The Conference on the Future of Europe is a major European meeting of multi-level debate of political scope and impact. The Conference opens up two opportunities: to revitalise the link between civil society and the European project and to strengthen its integration process by reviewing the EU's decision-making method.
The European institutions, national parliaments, Member State governments and bodies from different spheres will listen to European citizens in a major EU debate. This exercise, which strengthens democratic legitimacy, has been carried out on other occasions. The most important in terms of their impact on real politics have been the two European Conventions: the one that created the Charter of Fundamental Rights of the European Union, legally linked to the Treaty of Lisbon, and the one that drew up the Draft European Constitution. It is true that it was not possible to express it as such, a Constitution, due to the stalemate in France and the Netherlands in their respective referendums, but almost all of its provisions are included in the Treaty of Lisbon.
For the Conference to be a success, it must be structured in a very orderly fashion. On one level, it should focus on the key issues of our time: the European recovery plan, the rule of law, the European Green Pact, the migration pact, solidarity, digitalisation. On another level dedicated to substantive policy, an analysis of European policy should be carried out, focusing on issues that require attention, such as the transition from unanimity to qualified majority voting, the return to the Spitzenkandidat model, and the debate on transnational lists and what they would entail. At this level of major policy that will raise European sovereignty, the possibility of convening a new Convention, the third European Convention, should be on the table. This body would have the fundamental objective of rewriting and giving light to the European Constitution.
It is essential that the issues linked to the political deepening of the European Union take full account of the fact that the progress of European integration is linked to the revision and reform of the Treaty.

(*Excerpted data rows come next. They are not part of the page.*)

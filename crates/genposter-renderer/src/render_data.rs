use serde::{Deserialize, Serialize};

use genposter_core::{BBox, FontWeight, Layer, Scene, TextAnnotation};

use crate::viewport::Viewport;

/// One blob layer in screen space, ready for a frontend canvas.
#[derive(Debug, Clone, Serialize, Deserialize)]
pub struct RenderLayer {
    pub index: usize,
    pub color: [f32; 4], // RGBA
    /// Flat array of screen vertices: [x0, y0, x1, y1, ...]
    pub vertices: Vec<f64>,
    /// Screen-space bounds: [min_x, min_y, max_x, max_y]
    pub bbox: Option<[f64; 4]>,
}

/// A text overlay positioned in pixels.
#[derive(Debug, Clone, Serialize, Deserialize)]
pub struct RenderText {
    pub text: String,
    pub x: f64,
    pub y: f64,
    pub font_px: f64,
    pub bold: bool,
    pub color: [f32; 4],
}

/// Complete render frame handed to a display surface.
#[derive(Debug, Clone, Serialize, Deserialize)]
pub struct RenderFrame {
    pub width: u32,
    pub height: u32,
    pub background: [f32; 4],
    pub layers: Vec<RenderLayer>,
    pub annotations: Vec<RenderText>,
}

impl RenderFrame {
    pub fn from_scene(scene: &Scene, viewport: &Viewport) -> Self {
        Self {
            width: viewport.canvas_width,
            height: viewport.canvas_height,
            background: scene.background.to_f32_array(1.0),
            layers: scene
                .layers
                .iter()
                .enumerate()
                .map(|(index, layer)| render_layer(index, layer, viewport))
                .collect(),
            annotations: scene
                .annotations()
                .into_iter()
                .map(|a| render_text(a, viewport))
                .collect(),
        }
    }

    pub fn to_json(&self) -> Result<String, serde_json::Error> {
        serde_json::to_string(self)
    }
}

fn render_layer(index: usize, layer: &Layer, viewport: &Viewport) -> RenderLayer {
    let screen: Vec<_> = layer.blob.vertices.iter().map(|p| viewport.to_screen(p)).collect();
    RenderLayer {
        index,
        color: layer.rgba(),
        vertices: screen.iter().flat_map(|p| [p.x, p.y]).collect(),
        bbox: BBox::from_points(&screen).map(|b| [b.min.x, b.min.y, b.max.x, b.max.y]),
    }
}

fn render_text(annotation: &TextAnnotation, viewport: &Viewport) -> RenderText {
    let anchor = viewport.annotation_to_screen(annotation.x, annotation.y);
    RenderText {
        text: annotation.text.clone(),
        x: anchor.x,
        y: anchor.y,
        font_px: viewport.font_pixels(annotation.font_size),
        bold: annotation.weight == FontWeight::Bold,
        color: annotation.color.to_f32_array(1.0),
    }
}

#[cfg(test)]
mod tests {
    use super::*;
    use genposter_core::{generate_poster, PosterParams};

    #[test]
    fn test_frame_mirrors_scene() {
        let scene = generate_poster(&PosterParams::default().with_seed(Some(42))).unwrap();
        let vp = Viewport::for_scene(&scene, 100.0).unwrap();
        let frame = RenderFrame::from_scene(&scene, &vp);

        assert_eq!(frame.width, 700);
        assert_eq!(frame.height, 1000);
        assert_eq!(frame.layers.len(), scene.layer_count());
        for (layer, rendered) in scene.layers.iter().zip(&frame.layers) {
            assert_eq!(rendered.vertices.len(), layer.blob.vertex_count() * 2);
            assert_eq!(rendered.color[3], layer.alpha as f32);
            assert!(rendered.bbox.is_some());
        }
        assert_eq!(frame.annotations.len(), 2);
        assert!(frame.annotations[0].bold);
        assert!(!frame.annotations[1].bold);
    }

    #[test]
    fn test_title_near_top_left() {
        let scene = generate_poster(&PosterParams::default().with_layers(0)).unwrap();
        let vp = Viewport::new(1000, 1000);
        let frame = RenderFrame::from_scene(&scene, &vp);
        let title = &frame.annotations[0];
        assert!((title.x - 50.0).abs() < 1e-9);
        assert!((title.y - 50.0).abs() < 1e-9);
    }

    #[test]
    fn test_frame_serializes() {
        let scene = generate_poster(&PosterParams::default().with_seed(Some(3)).with_layers(1)).unwrap();
        let frame = RenderFrame::from_scene(&scene, &Viewport::new(64, 64));
        let json = frame.to_json().unwrap();
        assert!(json.contains("\"annotations\""));
        assert!(json.contains("Generative Poster"));
    }
}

With regard to the establishment of a permanent mechanism for consultation with the citizens, my experience of previous European institutional initiatives leads me to say that the more structured and orderly it is, the better chance it has of becoming anchored and establishing itself as a model.
I believe that in European supranational democracy it is representative democracy that should be at the helm and participatory democracy that should complement it. I also believe that at the Conference on the Future of Europe it is the European institutions that must set the agenda and the agenda. This is the only way to achieve a document with weight and the capacity to shape the future. In these political times it is important to institutionalise a model of debate with civil society. The 2001 Laeken Declaration, the Declaration on the Future of Europe, opened the way to this necessary permanent listening.
I would like to stress that, while permanent joint working bodies, European institutions and representatives of civil society could be set up, the European parliamentary model must not be altered in the slightest in its solemn, democratic and representative exercise. Of course, the doors of the hemicycle can be opened on occasion, as was done on a large scale at the first Agora, Brussels 2007, but the significance of the European Parliament with its power and its voice of European representative democracy must always be preserved. Our MEPs represent us.
The European political projection is unfolding and will have more visibility at the Conference on the Future of Europe. The European Parliament is the leading institution by nature of this great debate that will set the future path of the EU.
The European Union is redefining and reaffirming its political model based on an integration project and process. It is necessary to learn from the past, from the European road mapped out. To shape the present and weave the future, we must look with pride at what we are, European citizens.
Susana del Río Villar, PhD in Political Science, Director of the expert group Convention on the Future of Europe, Academic Fide of the European Academy of Sciences and Arts and Director of Institutional Relations of Citizens Pro Europe.